Quote:Also, the plains occupied by the Argead state were not just occupied by Thracians but also by Greek tribes (not colonies or city states, but pastoral tribes) residing in the region before the Macedonians.

Again, evidence? What “Greek tribes”? Did 'Greek ethnicity' even exist at this time (8C BC)? Many would argue that the sense of 'Greekness' and a 'Hellenic' culture only came about after the unifying effect of the Persian Wars.

That the tribes/people who inhabited Pieria and Bottiaia were non-Greeks is not seriously doubted. That they were ethnically ‘Thracian’ is also not doubted. Remember too, we are here dealing with pre-History, and history really only begins with Herodotus after 500 BC.

Quote:Anyways, you cannot base your arguments about the ethnicity of the Macedonian commoners solely on some hints by Thucydides you interpret in a certain way. Accepting that the peasantry was not Hellenic demands from you to find some sources regarding its existence before the Argeads, some links with any other barbarian population, attestations to their language, onomatology and direct literary evidence.
The Pieres/"??????" were a Thracian tribe connected with the Thracian Brygi, that occupied the narrow strip of plain land, or low hills, between the mouths of the Peneius and the Haliakmon rivers, at the foot of the great woody heights of Mt Olympus
The Pieres were expelled by the Makedones c, 700 BC, as I related earlier, and many of them driven to the North beyond the Strymon river and Mt Pangaeus, later the source of much mining wealth. As we both agree, the conquest/occupation by the Makedones will have involved killing some, driving out others, with many carrying on as they did before, serving the ‘new’ masters, and assimilation begun with mass rape and enslavement, (as at all times in all places.)

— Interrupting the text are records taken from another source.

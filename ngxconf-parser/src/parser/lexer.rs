//! Lexer for nginx configuration syntax
//!
//! Tokenizes the directive/block language.
//!
//! Key features:
//! - Whitespace (including newlines) only separates tokens
//! - Directive names, variables, regexes and paths are all plain words
//! - `{` `}` `;` are structural
//! - `"..."` and `'...'` strings keep their quotes and escapes
//! - `#` comments are kept as tokens so the parser can attach them
//! - `*_lua_block { ... }` bodies are captured verbatim

use logos::Logos;
use std::fmt;

/// Byte range of a token in the source
#[derive(Debug, Clone, Copy, PartialEq, Eq, Default)]
pub struct Location {
    pub start: usize,
    pub end: usize,
}

impl From<logos::Span> for Location {
    fn from(span: logos::Span) -> Self {
        Self {
            start: span.start,
            end: span.end,
        }
    }
}

/// Raw token recognized by logos
#[derive(Logos, Debug, Clone, PartialEq)]
#[logos(skip r"[ \t\r\n\f]+")]
enum RawToken {
    #[token("{")]
    BlockOpen,

    #[token("}")]
    BlockClose,

    #[token(";")]
    Semicolon,

    #[regex(r"#[^\n]*")]
    Comment,

    #[regex(r#""([^"\\]|\\(.|\n))*""#)]
    #[regex(r#"'([^'\\]|\\(.|\n))*'"#)]
    QuotedString,

    // Longest match keeps these from ever shadowing a closed string.
    #[regex(r#""([^"\\]|\\(.|\n))*"#)]
    #[regex(r#"'([^'\\]|\\(.|\n))*"#)]
    UnterminatedString,

    /// `${name}` may appear inside a word; `#` is only a comment at the start.
    #[regex(r#"([^ \t\r\n\f{};"'#\\$]|\\[^ \t\r\n\f]|\$\{[^}\s]*\}|\$)([^ \t\r\n\f{};"'\\$]|\\[^ \t\r\n\f]|\$\{[^}\s]*\}|\$)*"#)]
    Word,
}

/// Token kinds exposed to the parser
#[derive(Debug, Clone, Copy, PartialEq, Eq, Hash)]
pub enum TokenKind {
    Word,
    QuotedString,
    OpenBrace,
    CloseBrace,
    Semicolon,
    Comment,
    /// Verbatim body of a raw block, braces excluded
    RawBlock,
}

impl fmt::Display for TokenKind {
    fn fmt(&self, f: &mut fmt::Formatter<'_>) -> fmt::Result {
        let name = match self {
            TokenKind::Word => "word",
            TokenKind::QuotedString => "quoted string",
            TokenKind::OpenBrace => "'{'",
            TokenKind::CloseBrace => "'}'",
            TokenKind::Semicolon => "';'",
            TokenKind::Comment => "comment",
            TokenKind::RawBlock => "raw block",
        };
        f.write_str(name)
    }
}

/// A token with its text and 1-based position
#[derive(Debug, Clone, PartialEq, Eq)]
pub struct Token {
    pub kind: TokenKind,
    /// Source text. Quoted strings keep their quotes, comments their `#`.
    pub text: String,
    pub line: usize,
    pub column: usize,
    pub span: Location,
}

impl Token {
    pub fn is(&self, kind: TokenKind) -> bool {
        self.kind == kind
    }
}

impl fmt::Display for Token {
    fn fmt(&self, f: &mut fmt::Formatter<'_>) -> fmt::Result {
        match self.kind {
            TokenKind::Word | TokenKind::QuotedString => write!(f, "'{}'", self.text),
            kind => write!(f, "{}", kind),
        }
    }
}

/// Lexer error
#[derive(Debug, Clone, PartialEq, Eq, thiserror::Error)]
pub enum LexError {
    #[error("unterminated string starting at {line}:{column}")]
    UnterminatedString { line: usize, column: usize },

    #[error("unterminated block starting at {line}:{column}")]
    UnterminatedBlock { line: usize, column: usize },

    #[error("unexpected character at {line}:{column}")]
    UnexpectedChar { line: usize, column: usize },
}

impl LexError {
    pub fn line(&self) -> usize {
        match self {
            LexError::UnterminatedString { line, .. }
            | LexError::UnterminatedBlock { line, .. }
            | LexError::UnexpectedChar { line, .. } => *line,
        }
    }

    pub fn column(&self) -> usize {
        match self {
            LexError::UnterminatedString { column, .. }
            | LexError::UnterminatedBlock { column, .. }
            | LexError::UnexpectedChar { column, .. } => *column,
        }
    }
}

/// Lexer result type
pub type LexResult = Result<Vec<Token>, LexError>;

/// Whether a directive's block body is foreign code taken verbatim
pub fn is_raw_block_directive(name: &str) -> bool {
    name.ends_with("_by_lua_block") || name.ends_with("_lua_block")
}

/// Maps byte offsets to 1-based line/column pairs
#[derive(Debug, Clone)]
pub struct LineIndex {
    starts: Vec<usize>,
}

impl LineIndex {
    pub fn new(source: &str) -> Self {
        let mut starts = vec![0];
        starts.extend(source.match_indices('\n').map(|(i, _)| i + 1));
        Self { starts }
    }

    pub fn position(&self, offset: usize) -> (usize, usize) {
        let line = match self.starts.binary_search(&offset) {
            Ok(i) => i,
            Err(i) => i - 1,
        };
        (line + 1, offset - self.starts[line] + 1)
    }

    /// Byte offset of the start of a 1-based line
    pub fn line_start(&self, line: usize) -> Option<usize> {
        line.checked_sub(1).and_then(|i| self.starts.get(i).copied())
    }
}

/// Find the byte length of a raw block body, up to but excluding the
/// matching `}`. Strings and `--` comments inside the body are skipped.
fn raw_block_len(body: &str) -> Option<usize> {
    let bytes = body.as_bytes();
    let mut depth = 0usize;
    let mut i = 0;
    while i < bytes.len() {
        match bytes[i] {
            b'{' => depth += 1,
            b'}' => {
                if depth == 0 {
                    return Some(i);
                }
                depth -= 1;
            }
            quote @ (b'"' | b'\'') => {
                i += 1;
                while i < bytes.len() && bytes[i] != quote {
                    if bytes[i] == b'\\' {
                        i += 1;
                    }
                    i += 1;
                }
            }
            b'-' if bytes.get(i + 1) == Some(&b'-') => {
                while i < bytes.len() && bytes[i] != b'\n' {
                    i += 1;
                }
            }
            _ => {}
        }
        i += 1;
    }
    None
}

/// Tokenize nginx configuration source
pub fn tokenize(source: &str) -> LexResult {
    let index = LineIndex::new(source);
    let mut lexer = RawToken::lexer(source);
    let mut tokens: Vec<Token> = Vec::new();
    // First word of the statement being read, used to spot raw blocks
    let mut statement_head: Option<String> = None;

    while let Some(result) = lexer.next() {
        let span = lexer.span();
        let (line, column) = index.position(span.start);
        let text = lexer.slice().to_string();

        let kind = match result {
            Ok(RawToken::BlockOpen) => TokenKind::OpenBrace,
            Ok(RawToken::BlockClose) => TokenKind::CloseBrace,
            Ok(RawToken::Semicolon) => TokenKind::Semicolon,
            Ok(RawToken::Comment) => TokenKind::Comment,
            Ok(RawToken::QuotedString) => TokenKind::QuotedString,
            Ok(RawToken::Word) => TokenKind::Word,
            Ok(RawToken::UnterminatedString) => {
                return Err(LexError::UnterminatedString { line, column });
            }
            Err(()) => return Err(LexError::UnexpectedChar { line, column }),
        };

        match kind {
            TokenKind::Word | TokenKind::QuotedString if statement_head.is_none() => {
                statement_head = Some(text.clone());
            }
            TokenKind::Semicolon | TokenKind::CloseBrace => statement_head = None,
            _ => {}
        }

        let raw = kind == TokenKind::OpenBrace
            && statement_head.as_deref().is_some_and(is_raw_block_directive);

        tokens.push(Token {
            kind,
            text,
            line,
            column,
            span: span.clone().into(),
        });

        if kind == TokenKind::OpenBrace {
            statement_head = None;
        }

        if raw {
            let body_start = span.end;
            let len = raw_block_len(lexer.remainder())
                .ok_or(LexError::UnterminatedBlock { line, column })?;
            let (body_line, body_column) = index.position(body_start);
            tokens.push(Token {
                kind: TokenKind::RawBlock,
                text: source[body_start..body_start + len].to_string(),
                line: body_line,
                column: body_column,
                span: Location {
                    start: body_start,
                    end: body_start + len,
                },
            });
            lexer.bump(len);
        }
    }

    Ok(tokens)
}

#[cfg(test)]
mod tests {
    use super::*;

    fn kinds(source: &str) -> Vec<TokenKind> {
        tokenize(source).unwrap().into_iter().map(|t| t.kind).collect()
    }

    #[test]
    fn test_basic_directive() {
        let tokens = tokenize("worker_processes auto;").unwrap();
        assert_eq!(tokens.len(), 3);
        assert_eq!(tokens[0].text, "worker_processes");
        assert_eq!(tokens[1].text, "auto");
        assert!(tokens[2].is(TokenKind::Semicolon));
    }

    #[test]
    fn test_block_positions() {
        let tokens = tokenize("events {\n    worker_connections 1024;\n}").unwrap();
        assert_eq!(
            tokens.iter().map(|t| t.kind).collect::<Vec<_>>(),
            vec![
                TokenKind::Word,
                TokenKind::OpenBrace,
                TokenKind::Word,
                TokenKind::Word,
                TokenKind::Semicolon,
                TokenKind::CloseBrace,
            ]
        );
        assert_eq!((tokens[2].line, tokens[2].column), (2, 5));
        assert_eq!((tokens[5].line, tokens[5].column), (3, 1));
    }

    #[test]
    fn test_quotes_keep_delimiters() {
        let tokens = tokenize(r#"add_header X-Test "a \"b\" c" 'd e';"#).unwrap();
        assert_eq!(tokens[2].kind, TokenKind::QuotedString);
        assert_eq!(tokens[2].text, r#""a \"b\" c""#);
        assert_eq!(tokens[3].text, "'d e'");
    }

    #[test]
    fn test_comments_are_tokens() {
        let tokens = tokenize("# leading\nlisten 80; # trailing\n").unwrap();
        assert_eq!(tokens[0].kind, TokenKind::Comment);
        assert_eq!(tokens[0].text, "# leading");
        assert_eq!(tokens[4].kind, TokenKind::Comment);
        assert_eq!(tokens[4].line, 2);
    }

    #[test]
    fn test_variables_regexes_paths_are_words() {
        let tokens = tokenize(r"location ~* \.(gif|jpg)$ { root /var/www/$host; }").unwrap();
        assert_eq!(tokens[1].text, "~*");
        assert_eq!(tokens[2].text, r"\.(gif|jpg)$");
        assert_eq!(tokens[5].text, "/var/www/$host");
    }

    #[test]
    fn test_braced_variable_inside_word() {
        let tokens = tokenize("return 301 https://${host}$request_uri;").unwrap();
        assert_eq!(tokens.len(), 4);
        assert_eq!(tokens[2].text, "https://${host}$request_uri");
    }

    #[test]
    fn test_hash_inside_word() {
        let tokens = tokenize("set $anchor a#b;").unwrap();
        assert_eq!(tokens[2].text, "a#b");
        assert_eq!(tokens.len(), 4);
    }

    #[test]
    fn test_unterminated_string() {
        let err = tokenize("server_name \"example.com;\n").unwrap_err();
        assert_eq!(err, LexError::UnterminatedString { line: 1, column: 13 });
    }

    #[test]
    fn test_raw_lua_block() {
        let source = "content_by_lua_block {\n    ngx.say(\"}\") -- }\n    if x then end\n}\nlisten 80;";
        let tokens = tokenize(source).unwrap();
        assert_eq!(
            tokens.iter().map(|t| t.kind).collect::<Vec<_>>(),
            vec![
                TokenKind::Word,
                TokenKind::OpenBrace,
                TokenKind::RawBlock,
                TokenKind::CloseBrace,
                TokenKind::Word,
                TokenKind::Word,
                TokenKind::Semicolon,
            ]
        );
        assert_eq!(tokens[2].text, "\n    ngx.say(\"}\") -- }\n    if x then end\n");
    }

    #[test]
    fn test_raw_block_with_params_and_nested_braces() {
        let source = "set_by_lua_block $res { local t = {1, 2} return t[1] }";
        let tokens = tokenize(source).unwrap();
        assert_eq!(tokens[3].kind, TokenKind::RawBlock);
        assert_eq!(tokens[3].text, " local t = {1, 2} return t[1] ");
        assert_eq!(tokens[4].kind, TokenKind::CloseBrace);
    }

    #[test]
    fn test_unterminated_raw_block() {
        let err = tokenize("access_by_lua_block {\n  local x = 1\n").unwrap_err();
        assert_eq!(err, LexError::UnterminatedBlock { line: 1, column: 21 });
    }

    #[test]
    fn test_semicolon_splits_words() {
        assert_eq!(
            kinds("a b;c"),
            vec![
                TokenKind::Word,
                TokenKind::Word,
                TokenKind::Semicolon,
                TokenKind::Word
            ]
        );
    }

    #[test]
    fn test_line_index() {
        let index = LineIndex::new("ab\ncd\n\nef");
        assert_eq!(index.position(0), (1, 1));
        assert_eq!(index.position(4), (2, 2));
        assert_eq!(index.position(7), (4, 1));
        assert_eq!(index.line_start(2), Some(3));
        assert_eq!(index.line_start(0), None);
    }
}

Quote:It was a whole people conquering other people and effectively exterminating/ousting or assimilating them as is the norm in all such cases. The Pierians are all attested to have been driven away to the east, as are most other tribes against whom Argead Macedonia expanded.
“All?”….the evidence suggests otherwise ( see above, below, and previous posts). History proves again and again the truth of what we both agree – conquest does not lead to ‘extermination’ generally, but a mixture of killing some, ousting others, with the bulk of the population serving ‘new’ masters and slowly being ‘assimilated’.
The literary evidence seems clear – Herodotus and Strabo were in no doubt –
. Herodotus,6.45 ,Brygi/??????. These Thracian neighbours of Macedon may be placed between the Strymon and Mount Athos. In the list of tribes given in vii. 185 they come between the men of Chalcidice and the Pieres. The two passages agree if in vii. 185 the Pieres are the branch of the tribe who lived east of the Strymon (vii. 112). i.e. the Pieres are a branch of the Thracian Brygi.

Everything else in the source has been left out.